Play (2022) is part of a cluster of works from 2022, including Illuminate, Error, and Logic Circuit, that share a concern with the visual language of technology at its moment of maximum simplicity, when the interface reduces itself to a single word, a single icon, a single gesture. Illuminate (2022), which depicts Thomas Edison's first public demonstration of the light bulb in 1879, shares Play's interest in the image of a technological spectacle that commands attention. Edison's demonstration was not merely a display of a new invention. It was a performance, staged for an audience of journalists and investors, designed to produce a specific reaction. The light bulb was not just a source of illumination. It was a demonstration of power, a proof of concept, a visual argument for the future that electric light would make possible. The "PLAY" command on a VCR screen serves a similar function. It is not just a label. It is a demonstration of the machine's readiness, a visual guarantee that the technology is working and that the experience it promises is about to begin. Both paintings depict moments when technology asserts itself as image, when the medium becomes the message not because the content is trivial but because the medium, at that moment, is the only thing visible.

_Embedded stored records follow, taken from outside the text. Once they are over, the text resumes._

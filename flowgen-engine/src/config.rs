use flowgen_dag::TargetKind;
use flowgen_rule::{LayoutError, MatchType, OutputStyle, RuleLayout};
use flowgen_types::DEFAULT_SEED;

pub const DEFAULT_RULE_COUNT: u32 = 4096;

/// The dependency target of a run, absolute or as a fraction of the maximum
/// achievable parameter.
#[derive(Debug, Clone, Copy, PartialEq)]
pub struct Target {
    pub kind: TargetKind,
    pub value: TargetValue,
}

#[derive(Debug, Clone, Copy, PartialEq)]
pub enum TargetValue {
    Absolute(u32),
    Relative(f64),
}

impl Target {
    pub fn dependency_absolute(value: u32) -> Self {
        Self {
            kind: TargetKind::DependencyLength,
            value: TargetValue::Absolute(value),
        }
    }

    pub fn dependency_relative(fraction: f64) -> Self {
        Self {
            kind: TargetKind::DependencyLength,
            value: TargetValue::Relative(fraction),
        }
    }

    pub fn edges_absolute(value: u32) -> Self {
        Self {
            kind: TargetKind::EdgeCount,
            value: TargetValue::Absolute(value),
        }
    }

    pub fn edges_relative(fraction: f64) -> Self {
        Self {
            kind: TargetKind::EdgeCount,
            value: TargetValue::Relative(fraction),
        }
    }
}

/// Immutable configuration of one rule-set generation run. No process-wide
/// state: the configuration and the RNG are threaded explicitly.
#[derive(Debug, Clone)]
pub struct Config {
    pub rule_count: u32,
    pub layout: RuleLayout,
    pub field_weights: Vec<f64>,
    pub seed: u32,
    pub style: OutputStyle,
    pub arbitrary_range: bool,
    pub dense_profiles: bool,
    /// `None` resolves to a random relative dependency-length target.
    pub target: Option<Target>,
}

impl Config {
    pub fn new(layout: RuleLayout) -> Self {
        let field_weights = default_field_weights(&layout);
        Self {
            rule_count: DEFAULT_RULE_COUNT,
            layout,
            field_weights,
            seed: DEFAULT_SEED,
            style: OutputStyle::FlowBench,
            arbitrary_range: false,
            dense_profiles: false,
            target: None,
        }
    }

    /// Per-field selection weight; fields past the configured vector weigh 1.
    pub fn field_weight(&self, index: usize) -> f64 {
        self.field_weights.get(index).copied().unwrap_or(1.0)
    }

    pub fn validate(&self) -> Result<(), LayoutError> {
        self.layout.validate()
    }
}

/// Default weights: a field's own width for LPM/RM, 1.0 for EM.
pub fn default_field_weights(layout: &RuleLayout) -> Vec<f64> {
    (0..layout.field_count())
        .map(|i| {
            if layout.kind(i) == MatchType::Em {
                1.0
            } else {
                f64::from(layout.width(i))
            }
        })
        .collect()
}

The painting's dimensions, 41 x 51 cm, are smaller than a laptop screen and roughly the size of a hardcover book held at reading distance. This is not an accident. The painting refuses the monumentality that is available to a work depicting a screen. It could have been larger. It could have been the size of a television set, or a movie screen, or the wall-sized monitors that have replaced the televisions it depicts. Instead, it is the size of a domestic object, something you hold in your hands or hang in a hallway, something that occupies the same spatial category as the devices it depicts. The VCR itself was a small machine, a black box that sat on top of or beneath the television, connected by cables, operated by a remote control that you held in your hand. The painting is small in the same way. It does not loom. It does not overwhelm. It sits where you put it, the way the VCR sat where you put it, and it waits for you to look at it the way the VCR waited for you to press play. The scale of the painting is the scale of the experience it depicts: domestic, intimate, routine. You did not go to the television. It came to you. It lived in your living room. The painting lives on your wall. The word "PLAY" is the same size it would have been on the screen, maybe smaller, but it is the only thing in the frame, and the frame is the only thing on the wall, and the wall is where you live, and the word is waiting.